In [1]:
# --- Standard libraries
import pickle as pkl
#import numpy as np
import heapq as hq
from icecream import ic
# --- PyTorch
import torch
from torch_geometric.data import Batch
# --- RDKit
from rdkit import Chem
from rdkit.Chem.Draw import IPythonConsole
IPythonConsole.molSize = 300,300
# --- Bokeh
from bokeh.io import output_notebook, show, export_svg
from bokeh.layouts import row
output_notebook()
# --- Science python
from sklearn.metrics import mean_squared_error
from scipy.stats import wasserstein_distance, spearmanr
# --- Modules from local files
from GNN_atom import GNN
from utils import bokeh_spectra, calculate_rse, count_funct_group

  from .autonotebook import tqdm as notebook_tqdm


In [2]:
def pred_spec(model, index, test_dataset):
    # --- Set the model to evaluation mode
    model.eval()

    # --- Get a single graph from the test dataset
    graph_index = index # Index of the graph you want to predict on
    graph_data = test_dataset[graph_index].to(device)
    batch = Batch.from_data_list([graph_data])
    #print(batch.atom_num)

    # --- Pass the graph through the model
    with torch.no_grad():
        pred = model(batch)
    
    # ---  the predicted output for the single graph
    pred_graph = pred[0]
    true_spectrum = graph_data.spectrum.cpu().numpy()
    predicted_spectrum = pred.cpu().numpy()
    predicted_spectrum = predicted_spectrum.reshape(-1)
    
    return predicted_spectrum, true_spectrum

### Coronene

#### Set model parameters

In [3]:
num_tasks = 200
num_layers = 4
emb_dim = 18
in_channels = [int(emb_dim), 512, 256, 128]
out_channels = [512, 256, 128, 64]
gnn_type = 'gcn'
heads = int(1)
drop_ratio = 0.25
graph_pooling = 'mean'

device = torch.device("cuda" if torch.cuda.is_available() else "cpu")
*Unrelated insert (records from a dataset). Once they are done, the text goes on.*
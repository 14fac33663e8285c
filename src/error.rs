//! Error types shared by every component.

use thiserror::Error;

use crate::TravelProfile;

/// Broad failure classes. Callers use these to decide how a failure is
/// surfaced: setup prompt, degraded result, or rejected input.
#[derive(Debug, Clone, Copy, PartialEq, Eq, Hash)]
pub enum ErrorKind {
    /// Missing credential or catalogue. Blocks setup, never retried automatically.
    Precondition,
    /// A single network request failed. Recovered locally as a partial result.
    TransientIo,
    /// Malformed input handed to the core.
    InputRejected,
    /// The position source was denied by the user.
    PermissionDenied,
}

#[derive(Debug, Clone, PartialEq, Error)]
pub enum MapError {
    #[error("location {id}: invalid coordinates (lat {lat}, lon {lon})")]
    InvalidCoordinate { id: String, lat: f64, lon: f64 },

    #[error("duplicate location id: {0}")]
    DuplicateLocation(String),

    #[error("location id {0:?} collides with a reserved marker key")]
    ReservedLocationId(String),

    #[error("location {id}: unknown category")]
    UnknownCategory { id: String },

    #[error("unknown location: {0}")]
    UnknownLocation(String),

    #[error("unknown cluster: {0}")]
    UnknownCluster(usize),

    #[error("invalid configuration: {0}")]
    Config(String),

    #[error("routing credential is missing")]
    MissingCredential,

    #[error("catalogue is empty")]
    EmptyCatalogue,

    #[error("catalogue unavailable: {0}")]
    CatalogueUnavailable(String),

    #[error("{profile} request failed: {message}")]
    Transport { profile: TravelProfile, message: String },

    #[error("{profile} request timed out")]
    Timeout { profile: TravelProfile },

    #[error("{profile}: no route found")]
    NoRoute { profile: TravelProfile },

    #[error("route request superseded")]
    Superseded,

    #[error("position permission denied")]
    PermissionDenied,
}

impl MapError {
    pub fn kind(&self) -> ErrorKind {
        match self {
            MapError::MissingCredential
            | MapError::EmptyCatalogue
            | MapError::CatalogueUnavailable(_) => ErrorKind::Precondition,
            MapError::Transport { .. }
            | MapError::Timeout { .. }
            | MapError::NoRoute { .. }
            | MapError::Superseded => ErrorKind::TransientIo,
            MapError::InvalidCoordinate { .. }
            | MapError::DuplicateLocation(_)
            | MapError::ReservedLocationId(_)
            | MapError::UnknownCategory { .. }
            | MapError::UnknownLocation(_)
            | MapError::UnknownCluster(_)
            | MapError::Config(_) => ErrorKind::InputRejected,
            MapError::PermissionDenied => ErrorKind::PermissionDenied,
        }
    }

    /// Whether the failure should block the UI behind a setup prompt.
    pub fn is_blocking(&self) -> bool {
        self.kind() == ErrorKind::Precondition
    }
}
model_name = 'model_gnn_atom_test.pt'

#### Load the saved model

In [4]:
# --- Load the saved model
num_tasks = 200

model = GNN(
    num_tasks,
    num_layers,
    emb_dim,
    in_channels,
    out_channels,
    gnn_type,
    heads,
    drop_ratio,
    graph_pooling,
)
model = model.to(device)
model.load_state_dict(torch.load("ML_models/" + model_name, map_location='cpu'))

<All keys matched successfully>

#### Load the test data

In [5]:
test_dataset = torch.load("./processed/atom_test_dataset.pt")
print(f'Length of test dataset: {len(test_dataset)}')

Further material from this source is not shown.